Go through the listing below and list every line with "anyhow".

» Material for the task
* * * * * * *

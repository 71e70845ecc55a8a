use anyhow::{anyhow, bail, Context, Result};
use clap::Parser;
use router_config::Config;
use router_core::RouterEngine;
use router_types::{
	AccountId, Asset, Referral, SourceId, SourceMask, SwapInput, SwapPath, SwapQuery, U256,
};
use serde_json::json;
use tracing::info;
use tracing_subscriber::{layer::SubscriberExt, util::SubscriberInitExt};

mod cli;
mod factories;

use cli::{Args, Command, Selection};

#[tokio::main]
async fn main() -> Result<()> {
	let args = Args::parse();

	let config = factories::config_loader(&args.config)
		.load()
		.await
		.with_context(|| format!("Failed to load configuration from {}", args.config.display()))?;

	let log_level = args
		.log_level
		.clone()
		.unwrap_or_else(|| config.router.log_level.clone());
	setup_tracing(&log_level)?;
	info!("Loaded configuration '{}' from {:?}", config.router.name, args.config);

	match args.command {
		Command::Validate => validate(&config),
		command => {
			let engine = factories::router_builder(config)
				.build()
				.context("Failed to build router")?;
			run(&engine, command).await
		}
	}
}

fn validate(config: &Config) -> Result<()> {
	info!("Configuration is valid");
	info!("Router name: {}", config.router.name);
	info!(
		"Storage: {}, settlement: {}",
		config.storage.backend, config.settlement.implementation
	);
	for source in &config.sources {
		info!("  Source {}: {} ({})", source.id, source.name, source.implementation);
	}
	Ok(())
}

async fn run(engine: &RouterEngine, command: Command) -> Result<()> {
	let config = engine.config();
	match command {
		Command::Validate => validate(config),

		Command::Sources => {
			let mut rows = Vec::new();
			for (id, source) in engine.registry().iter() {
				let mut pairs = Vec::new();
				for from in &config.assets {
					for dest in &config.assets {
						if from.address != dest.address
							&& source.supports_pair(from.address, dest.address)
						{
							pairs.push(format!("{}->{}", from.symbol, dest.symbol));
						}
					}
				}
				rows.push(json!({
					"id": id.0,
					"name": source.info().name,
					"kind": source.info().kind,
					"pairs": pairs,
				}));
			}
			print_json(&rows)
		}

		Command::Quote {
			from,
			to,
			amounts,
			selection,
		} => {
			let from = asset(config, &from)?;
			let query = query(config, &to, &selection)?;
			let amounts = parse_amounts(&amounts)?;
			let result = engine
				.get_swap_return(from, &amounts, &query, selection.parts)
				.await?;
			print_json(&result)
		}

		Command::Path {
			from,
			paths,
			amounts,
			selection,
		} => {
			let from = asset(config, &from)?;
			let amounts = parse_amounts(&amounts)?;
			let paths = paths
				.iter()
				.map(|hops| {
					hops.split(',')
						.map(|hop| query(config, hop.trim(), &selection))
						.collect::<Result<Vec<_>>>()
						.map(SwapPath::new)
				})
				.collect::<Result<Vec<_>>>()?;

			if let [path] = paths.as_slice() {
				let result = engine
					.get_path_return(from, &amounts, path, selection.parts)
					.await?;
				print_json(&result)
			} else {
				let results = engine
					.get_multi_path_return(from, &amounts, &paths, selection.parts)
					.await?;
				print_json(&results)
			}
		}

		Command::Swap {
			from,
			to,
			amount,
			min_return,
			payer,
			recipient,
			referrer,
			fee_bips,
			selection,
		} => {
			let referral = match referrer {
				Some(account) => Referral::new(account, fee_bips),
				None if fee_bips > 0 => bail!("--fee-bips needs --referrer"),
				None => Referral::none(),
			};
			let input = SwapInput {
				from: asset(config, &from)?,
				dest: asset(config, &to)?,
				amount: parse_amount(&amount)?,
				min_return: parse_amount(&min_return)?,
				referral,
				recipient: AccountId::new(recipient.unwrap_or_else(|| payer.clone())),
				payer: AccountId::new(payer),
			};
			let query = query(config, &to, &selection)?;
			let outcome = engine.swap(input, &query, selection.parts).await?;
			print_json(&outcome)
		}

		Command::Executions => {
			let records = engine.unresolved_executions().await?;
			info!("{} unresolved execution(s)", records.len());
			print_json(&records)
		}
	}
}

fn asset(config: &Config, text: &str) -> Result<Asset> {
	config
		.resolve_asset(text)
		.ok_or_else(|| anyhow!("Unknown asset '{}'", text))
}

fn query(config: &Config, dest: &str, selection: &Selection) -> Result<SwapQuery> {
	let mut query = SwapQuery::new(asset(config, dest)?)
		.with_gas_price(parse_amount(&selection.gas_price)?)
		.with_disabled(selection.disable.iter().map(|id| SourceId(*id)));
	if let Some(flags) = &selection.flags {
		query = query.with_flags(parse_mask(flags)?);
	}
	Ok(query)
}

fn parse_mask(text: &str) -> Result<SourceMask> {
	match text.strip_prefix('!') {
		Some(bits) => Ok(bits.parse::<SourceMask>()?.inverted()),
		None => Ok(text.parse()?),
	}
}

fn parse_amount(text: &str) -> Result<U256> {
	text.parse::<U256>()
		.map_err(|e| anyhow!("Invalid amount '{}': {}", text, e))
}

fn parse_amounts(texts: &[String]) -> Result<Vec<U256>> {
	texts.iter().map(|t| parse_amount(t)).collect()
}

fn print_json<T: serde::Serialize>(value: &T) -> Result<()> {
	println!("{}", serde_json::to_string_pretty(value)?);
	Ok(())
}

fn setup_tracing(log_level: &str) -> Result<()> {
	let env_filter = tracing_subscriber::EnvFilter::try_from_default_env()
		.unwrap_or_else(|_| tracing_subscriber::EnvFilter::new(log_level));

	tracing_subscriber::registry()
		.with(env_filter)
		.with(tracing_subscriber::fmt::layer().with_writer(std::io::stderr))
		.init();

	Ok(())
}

* * * * * * *

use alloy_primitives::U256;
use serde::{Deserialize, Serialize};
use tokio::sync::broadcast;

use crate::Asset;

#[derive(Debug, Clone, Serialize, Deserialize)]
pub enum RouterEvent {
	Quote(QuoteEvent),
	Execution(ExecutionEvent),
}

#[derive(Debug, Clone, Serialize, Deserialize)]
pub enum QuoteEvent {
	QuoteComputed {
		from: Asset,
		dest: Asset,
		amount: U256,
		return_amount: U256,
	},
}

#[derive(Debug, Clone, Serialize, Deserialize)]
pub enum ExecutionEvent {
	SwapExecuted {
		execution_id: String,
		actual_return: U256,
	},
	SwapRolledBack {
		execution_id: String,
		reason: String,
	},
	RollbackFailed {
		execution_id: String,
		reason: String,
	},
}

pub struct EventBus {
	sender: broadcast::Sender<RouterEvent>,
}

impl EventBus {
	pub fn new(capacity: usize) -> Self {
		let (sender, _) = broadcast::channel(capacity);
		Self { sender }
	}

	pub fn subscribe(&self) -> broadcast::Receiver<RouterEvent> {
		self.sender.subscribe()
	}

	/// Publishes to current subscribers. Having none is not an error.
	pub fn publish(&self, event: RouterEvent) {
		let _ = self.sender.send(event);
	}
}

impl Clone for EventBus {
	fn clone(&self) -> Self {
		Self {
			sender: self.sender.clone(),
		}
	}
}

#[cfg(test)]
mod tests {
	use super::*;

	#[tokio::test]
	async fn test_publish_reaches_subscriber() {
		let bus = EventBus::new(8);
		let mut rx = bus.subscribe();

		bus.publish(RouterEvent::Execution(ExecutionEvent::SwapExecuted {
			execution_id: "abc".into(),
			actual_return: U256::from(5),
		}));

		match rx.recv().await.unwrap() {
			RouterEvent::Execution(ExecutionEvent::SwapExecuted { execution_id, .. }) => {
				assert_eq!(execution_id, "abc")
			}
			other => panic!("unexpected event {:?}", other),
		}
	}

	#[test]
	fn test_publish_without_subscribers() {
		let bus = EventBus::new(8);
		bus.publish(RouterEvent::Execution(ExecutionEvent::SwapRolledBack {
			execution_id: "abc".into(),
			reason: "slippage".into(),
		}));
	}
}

* * * * * * *

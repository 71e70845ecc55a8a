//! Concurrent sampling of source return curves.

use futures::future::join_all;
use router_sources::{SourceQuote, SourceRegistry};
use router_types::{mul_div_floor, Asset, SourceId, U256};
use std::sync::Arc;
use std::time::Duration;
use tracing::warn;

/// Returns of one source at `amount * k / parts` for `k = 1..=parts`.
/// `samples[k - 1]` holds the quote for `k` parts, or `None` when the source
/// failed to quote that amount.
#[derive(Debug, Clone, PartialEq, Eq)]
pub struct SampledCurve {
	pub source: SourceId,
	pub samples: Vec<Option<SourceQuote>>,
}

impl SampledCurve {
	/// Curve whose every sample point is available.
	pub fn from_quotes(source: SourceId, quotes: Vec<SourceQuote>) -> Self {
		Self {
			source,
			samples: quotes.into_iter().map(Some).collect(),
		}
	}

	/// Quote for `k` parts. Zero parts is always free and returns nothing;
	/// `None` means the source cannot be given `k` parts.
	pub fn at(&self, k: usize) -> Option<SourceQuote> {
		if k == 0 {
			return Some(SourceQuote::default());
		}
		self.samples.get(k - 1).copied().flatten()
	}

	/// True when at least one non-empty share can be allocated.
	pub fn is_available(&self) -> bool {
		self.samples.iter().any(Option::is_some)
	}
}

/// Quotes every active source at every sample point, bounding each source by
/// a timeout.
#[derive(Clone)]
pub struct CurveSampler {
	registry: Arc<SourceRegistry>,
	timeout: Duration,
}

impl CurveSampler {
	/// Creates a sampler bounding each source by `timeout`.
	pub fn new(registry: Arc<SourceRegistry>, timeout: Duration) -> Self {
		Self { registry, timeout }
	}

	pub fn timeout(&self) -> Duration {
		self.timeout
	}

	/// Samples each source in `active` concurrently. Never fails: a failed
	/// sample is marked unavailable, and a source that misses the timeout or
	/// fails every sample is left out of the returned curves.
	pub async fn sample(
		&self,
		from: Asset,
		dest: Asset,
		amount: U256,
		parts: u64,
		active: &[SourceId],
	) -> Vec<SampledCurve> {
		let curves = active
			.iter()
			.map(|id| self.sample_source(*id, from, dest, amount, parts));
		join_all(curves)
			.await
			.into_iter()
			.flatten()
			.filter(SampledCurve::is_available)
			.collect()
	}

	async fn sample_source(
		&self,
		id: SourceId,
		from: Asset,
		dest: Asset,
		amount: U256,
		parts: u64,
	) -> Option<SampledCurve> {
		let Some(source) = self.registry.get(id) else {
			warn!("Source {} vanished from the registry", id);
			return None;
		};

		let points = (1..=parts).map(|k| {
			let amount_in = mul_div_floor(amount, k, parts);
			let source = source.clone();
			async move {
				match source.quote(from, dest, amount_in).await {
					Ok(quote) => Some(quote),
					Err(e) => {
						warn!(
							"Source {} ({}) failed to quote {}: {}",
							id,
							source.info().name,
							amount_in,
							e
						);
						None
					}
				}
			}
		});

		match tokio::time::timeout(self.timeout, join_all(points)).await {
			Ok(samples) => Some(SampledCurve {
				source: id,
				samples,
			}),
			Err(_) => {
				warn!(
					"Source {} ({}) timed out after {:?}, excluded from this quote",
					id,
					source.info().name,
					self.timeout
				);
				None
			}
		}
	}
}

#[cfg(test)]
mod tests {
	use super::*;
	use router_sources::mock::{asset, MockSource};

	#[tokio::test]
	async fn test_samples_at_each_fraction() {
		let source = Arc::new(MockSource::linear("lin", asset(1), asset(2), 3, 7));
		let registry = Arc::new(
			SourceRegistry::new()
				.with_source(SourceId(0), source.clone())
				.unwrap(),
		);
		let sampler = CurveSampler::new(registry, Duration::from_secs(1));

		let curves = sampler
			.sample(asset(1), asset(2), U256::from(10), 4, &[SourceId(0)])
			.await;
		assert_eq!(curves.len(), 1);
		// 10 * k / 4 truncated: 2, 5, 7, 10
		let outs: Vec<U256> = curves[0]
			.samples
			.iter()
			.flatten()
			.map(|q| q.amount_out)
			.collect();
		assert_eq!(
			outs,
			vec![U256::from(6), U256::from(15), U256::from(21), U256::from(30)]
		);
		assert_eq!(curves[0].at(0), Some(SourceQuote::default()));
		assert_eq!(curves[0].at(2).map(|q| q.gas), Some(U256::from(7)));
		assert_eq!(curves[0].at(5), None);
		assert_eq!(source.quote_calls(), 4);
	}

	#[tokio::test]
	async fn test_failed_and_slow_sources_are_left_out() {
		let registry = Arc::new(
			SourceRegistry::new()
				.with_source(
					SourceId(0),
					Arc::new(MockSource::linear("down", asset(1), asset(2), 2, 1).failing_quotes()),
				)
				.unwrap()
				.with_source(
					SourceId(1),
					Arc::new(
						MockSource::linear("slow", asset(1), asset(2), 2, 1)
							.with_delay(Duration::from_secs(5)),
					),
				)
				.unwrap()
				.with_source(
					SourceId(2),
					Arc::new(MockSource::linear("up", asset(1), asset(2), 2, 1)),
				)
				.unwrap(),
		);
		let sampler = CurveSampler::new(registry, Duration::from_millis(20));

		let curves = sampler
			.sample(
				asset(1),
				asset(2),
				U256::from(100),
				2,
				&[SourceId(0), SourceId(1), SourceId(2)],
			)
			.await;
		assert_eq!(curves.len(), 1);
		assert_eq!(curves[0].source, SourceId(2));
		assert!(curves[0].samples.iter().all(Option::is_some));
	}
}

* * * * * * *

» Exercise output
use anyhow::{anyhow, bail, Context, Result};
		.ok_or_else(|| anyhow!("Unknown asset '{}'", text))
		.map_err(|e| anyhow!("Invalid amount '{}': {}", text, e))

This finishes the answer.